Sunday, March 17, 2019

The operation on inactive entries
Recently I came across an unusual problem of maintaining active and inactive entries. It was unusual because there were two sets and they were updated differently and at different times. Both the sets were invoked separately and there was no sign whether the sets were mutually exclusive. Although we could assume the invocations of operations on the sets were from the same component, they were invoked in different iterations.  This meant that the operations taken on the set would be repeated several times.
The component only took actions on the active set. It needed to take an action on the entries that were inactive. This action was added subsequent to the action on the active set. However, the sets were not mutually exclusive so they had to be differentiated to see what was available in one but not the other. Instead this was overcome by delegating the sets to be separated at the source. This made it a lot easier to work with the actions on the sets because they would be fetched each time with some confidence that they would be mutually exclusive. There was no confirmation that the source was indeed giving up to date sets. This called for a validation on the entries in the set prior to taking the action. The validation was merely to check if the entry was active or not.
However, an entry does not remain in the same set forever. It could move from the active set to the inactive set and back. The active set and the inactive set would always correspond to their respective actions. This meant that the actions needed to be inverted between the entries so that they could flip their state between the two processing.
There were four cases for trying this out. The first case was when the active set was called twice. The second case was when the inactive set was called twice. The third case was when the active set was followed by the inactive set. The fourth case was when the inactive set was followed by the active set.
With these four cases, the active and the inactive set could have the same operations taken deterministically no matter how many times they were repeated and in what order.
The only task that remained now was to ensure that the sets returned from the source were good to begin with. The source was merely subscribed to events that added entries to the sets.  However, the events could be called in any order and for arbitrary number of times. The event handling did not all exercise the same logic so the entries did not appear final in all the cases. This contributed to the invalid entries in the set. When the methods used to retrieve the active and inactive set were made consistent, deterministic, robust and correct, it became easier to work with the operations on the set in the calling component.
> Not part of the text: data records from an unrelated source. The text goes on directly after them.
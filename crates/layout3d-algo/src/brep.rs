//! B-rep (STEP) output through a swappable backend with mesh fallback.

use crate::description::SolidDescription;
use crate::error::{ToolError, WriteError};
use crate::step_writer::write_step;
use crate::stl::write_stl;
use crate::tool::{self, Scratch};
use layout3d_core::report::{codes, OutputFormat, Warning};
use layout3d_core::solid::Solid3D;
use std::path::{Path, PathBuf};
use tracing::{info, warn};

/// Something that turns a solid description into a STEP file at `output`.
pub trait BrepBackend {
    fn name(&self) -> &str;

    /// Writes the file and returns the path actually written.
    fn invoke(&self, description: &SolidDescription, output: &Path) -> Result<PathBuf, ToolError>;
}

/// Runs `program [args..] <description.json> <output.step>`.
///
/// Succeeds only on exit status 0 with a non-empty output file.
#[derive(Debug, Clone)]
pub struct ExternalStepTool {
    pub program: PathBuf,
    pub args: Vec<String>,
    pub keep_temp: bool,
}

impl ExternalStepTool {
    pub fn new(program: impl Into<PathBuf>) -> Self {
        Self {
            program: program.into(),
            args: Vec::new(),
            keep_temp: false,
        }
    }
}

impl BrepBackend for ExternalStepTool {
    fn name(&self) -> &str {
        "external"
    }

    fn invoke(&self, description: &SolidDescription, output: &Path) -> Result<PathBuf, ToolError> {
        let scratch = Scratch::new(self.keep_temp)?;
        let input = scratch.write_description("solids.json", description)?;

        let mut args = self.args.clone();
        args.push(input.display().to_string());
        args.push(output.display().to_string());
        tool::run(&self.program, &args)?;
        tool::require_output(output)?;
        Ok(output.to_path_buf())
    }
}

/// Built-in writer producing planar-faced AP214 solids.
#[derive(Debug, Clone, Default)]
pub struct NativeStepWriter {
    pub name: String,
}

impl BrepBackend for NativeStepWriter {
    fn name(&self) -> &str {
        "native"
    }

    fn invoke(&self, description: &SolidDescription, output: &Path) -> Result<PathBuf, ToolError> {
        let solids = description
            .to_solids()
            .map_err(|err| ToolError::Backend(err.to_string()))?;
        let text = write_step(&solids, &description.units, &self.name)
            .map_err(|err| ToolError::Backend(format!("{err:#}")))?;
        std::fs::write(output, text)?;
        tool::require_output(output)?;
        Ok(output.to_path_buf())
    }
}

#[derive(Debug, Clone)]
pub struct BrepOutcome {
    pub path: PathBuf,
    pub format: OutputFormat,
    pub triangles: usize,
    pub warnings: Vec<Warning>,
}

/// Writes `solids` through `backend`, falling back to binary STL next to `output`.
///
/// Only a failure of the fallback itself is an error.
pub fn write_brep_with_fallback(
    backend: &dyn BrepBackend,
    solids: &[Solid3D],
    units: &str,
    output: &Path,
) -> Result<BrepOutcome, WriteError> {
    let description = SolidDescription::from_solids(solids, units);
    let err = match backend.invoke(&description, output) {
        Ok(path) => {
            info!(backend = backend.name(), "wrote {path:?}");
            return Ok(BrepOutcome {
                path,
                format: OutputFormat::Step,
                triangles: 0,
                warnings: Vec::new(),
            });
        }
        Err(err) => err,
    };

    let fallback = output.with_extension(OutputFormat::StlBinary.extension());
    warn!(
        backend = backend.name(),
        "B-rep export failed ({err}), writing mesh to {fallback:?}"
    );
    let name = output
        .file_stem()
        .map(|s| s.to_string_lossy().into_owned())
        .unwrap_or_default();
    let mesh = write_stl(&fallback, solids, false, &name)?;

    let mut warnings = vec![
        Warning::new(
            codes::EXTERNAL_TOOL_FAILED,
            format!("{} backend: {err}", backend.name()),
        ),
        Warning::new(
            codes::MESH_FALLBACK,
            format!("wrote mesh to {} instead of STEP", fallback.display()),
        ),
    ];
    warnings.extend(mesh.warnings);
    Ok(BrepOutcome {
        path: fallback,
        format: OutputFormat::StlBinary,
        triangles: mesh.triangles,
        warnings,
    })
}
This concluded the cleaning up of the logic to handle the active and inactive sets.
We now follow up with the improvements to the source when possible:
There are different lists maintained for active, inactive, failover, scanned collections. They could all be part of the same collection and synchronized so that all accesses are serialized. Attributes on the entries can describe the state of the entry. If the entries need to be on separate collections, they could be synchronized with the same lock.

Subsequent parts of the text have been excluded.